Tenecteplase not superior to alteplase in mild acute ischaemic stroke
Patients with mild acute ischaemic stroke treated with tenecteplase had similar outcomes and adverse effect profile to those treated with alteplase, highlighting the nonsuperiority of tenecteplase over alteplase, results of the NOR-TEST* trial showed.
Participants in this multicentre (13 stroke units in Norway), phase III superiority trial were 1,100 individuals (median age 77 years, median NIHSS** baseline score, 4 points) with suspected acute ischaemic stroke who were eligible for intravenous thrombolysis and admitted to stroke units within 4.5 hours of symptom onset or awakening with symptoms. They were randomized to receive tenecteplase (0.4 mg/kg up to a maximum 40 mg, n=549) or alteplase (0.9 mg/kg up to a maximum 90 mg, n=551) intravenously.
With the exception of fewer patients in the tenecteplase group having a history of ischaemic heart disease, other baseline characteristics were similar between patients in both groups.
Excellent outcome, defined in this study as modified Rankin Scale [mRS] score of 0–1 at 3 months, occurred in a similar proportion of patients on tenecteplase and alteplase (64 percent vs 63 percent; odds ratio [OR], 1.08, 95 percent confidence interval, 0.84–1.38; p=0.52). [Lancet Neurol 2017;doi:10.1016/S1474-4422(17)30253-3]
Incidence of any intracranial haemorrhage within 24–48 hours of treatment was also similar between patients in the tenecteplase and alteplase groups (9 percent each; OR, 0.94; p=0.82) as was incidence of symptomatic intracranial haemorrhage (3 percent vs 2 percent; OR, 1.16; p=0.70).
“The fairly low number of patients with severe stroke might … account for the low rates of overall [and symptomatic] intracranial haemorrhage seen in both treatment groups,” said the researchers.
At 3 months, there were 29 and 26 deaths in the tenecteplase and alteplase groups, respectively (OR, 1.12; p=0.68), and frequency of serious adverse events was also comparable between groups (26 percent of patients in each group; p=0.74).
“The tenecteplase dose used in our study … was discarded by previous researchers because of safety concerns. [O]ur study showed that tenecteplase 0.4 mg/kg has a similar safety profile to alteplase 0.9 mg/kg,” the researchers said.

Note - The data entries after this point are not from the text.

use csv::{ReaderBuilder, StringRecord, Terminator, WriterBuilder};
use std::fs;
use std::io;
use std::path::{Path, PathBuf};

/// Whole contents of one agreement file: header plus every row, in order.
#[derive(Debug, Clone, PartialEq, Eq)]
pub(crate) struct Table {
    pub headers: Vec<String>,
    pub rows: Vec<Vec<String>>,
    pub crlf: bool,
}

/// Row-level parse failures seen while reading a table leniently.
#[derive(Debug)]
pub(crate) struct SkippedRow {
    pub line: Option<u64>,
    pub error: csv::Error,
}

impl Table {
    /// Reads every row or fails on the first bad one. Used before a rewrite,
    /// where dropping a row would lose data.
    pub fn read_strict(path: &Path) -> Result<Self, csv::Error> {
        let (mut table, skipped) = Self::read(path)?;
        if let Some(first) = skipped.into_iter().next() {
            return Err(first.error);
        }
        table.pad_rows();
        Ok(table)
    }

    /// Reads every row it can, returning the rows that failed to parse.
    pub fn read_lenient(path: &Path) -> Result<(Self, Vec<SkippedRow>), csv::Error> {
        Self::read(path)
    }

    fn read(path: &Path) -> Result<(Self, Vec<SkippedRow>), csv::Error> {
        let bytes = fs::read(path)?;
        let crlf = header_ends_with_crlf(&bytes);

        let mut reader = ReaderBuilder::new()
            .flexible(true)
            .from_reader(bytes.as_slice());
        let headers = reader
            .headers()?
            .iter()
            .map(str::to_string)
            .collect::<Vec<_>>();

        let mut rows = Vec::new();
        let mut skipped = Vec::new();
        for result in reader.records() {
            match result {
                Ok(record) => rows.push(record_to_row(&record)),
                Err(error) => skipped.push(SkippedRow {
                    line: error.position().map(|pos| pos.line()),
                    error,
                }),
            }
        }

        Ok((
            Self {
                headers,
                rows,
                crlf,
            },
            skipped,
        ))
    }

    pub fn column(&self, name: &str) -> Option<usize> {
        self.headers.iter().position(|header| header == name)
    }

    /// Index of `name`, appending it as a new empty column when absent.
    /// Cells past the old header width stay past the new one.
    pub fn ensure_column(&mut self, name: &str) -> usize {
        if let Some(idx) = self.column(name) {
            return idx;
        }
        let idx = self.headers.len();
        self.headers.push(name.to_string());
        for row in &mut self.rows {
            if row.len() < idx {
                row.resize(idx, String::new());
            }
            row.insert(idx, String::new());
        }
        idx
    }

    fn pad_rows(&mut self) {
        let width = self.headers.len();
        for row in &mut self.rows {
            if row.len() < width {
                row.resize(width, String::new());
            }
        }
    }

    /// Replaces `path` with this table via a sibling temp file and rename.
    pub fn write_atomic(&self, path: &Path) -> io::Result<()> {
        let temp_path = temp_path_for(path);
        let result = self.write_to(&temp_path).and_then(|()| fs::rename(&temp_path, path));
        if result.is_err() {
            let _ = fs::remove_file(&temp_path);
        }
        result
    }

    fn write_to(&self, path: &Path) -> io::Result<()> {
        let terminator = if self.crlf {
            Terminator::CRLF
        } else {
            Terminator::Any(b'\n')
        };
        let mut writer = WriterBuilder::new()
            .flexible(true)
            .terminator(terminator)
            .from_path(path)?;
        writer.write_record(&self.headers)?;
        for row in &self.rows {
            writer.write_record(row)?;
        }
        let file = writer
            .into_inner()
            .map_err(|err| io::Error::new(io::ErrorKind::Other, err.to_string()))?;
        file.sync_all()
    }
}

pub(crate) fn temp_path_for(path: &Path) -> PathBuf {
    match path.file_name() {
        Some(name) => path.with_file_name(format!("{}.tmp", name.to_string_lossy())),
        None => path.with_extension("tmp"),
    }
}

/// Line ending of the header row. Quoted cells further down may carry
/// their own line breaks.
fn header_ends_with_crlf(bytes: &[u8]) -> bool {
    match bytes.iter().position(|&byte| byte == b'\n') {
        Some(end) => end > 0 && bytes[end - 1] == b'\r',
        None => false,
    }
}

fn record_to_row(record: &StringRecord) -> Vec<String> {
    record.iter().map(str::to_string).collect()
}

There were 14 readmissions to hospital among patients on tenecteplase compared with 22 among those on alteplase up to day 7, with a similar number of readmissions between groups between days 8 and 90 (63 vs 68 days).
The researchers acknowledged that the open-label design of the trial and the lack of NIHSS and mRS certification among some trial staff may have affected the results.
“Since our results might not be completely generalizable to patients with severe neurological impairment at admission, future phase III studies should investigate the safety and efficacy of tenecteplase in patients with severe stroke,” said the researchers.
“For clinical practice, probably very little will change because these results are not definitive. For clinical research, though, much more thought needs to go into the design and conduct of active comparator trials,” said Professor Craig Anderson from The George Institute for Global Health, University of New South Wales, Sydney, Australia, in a commentary. [Lancet Neurol 2017;doi:10.1016/S1474-4422(17)30277-6]
“[F]uture trials of different combinations and approaches to reperfusion therapy will need to include large enough numbers of patients to ensure reliable detection of effects in superiority or noninferiority designs, and that any benefits are supported by clear clinical care and economic gains,” said Anderson.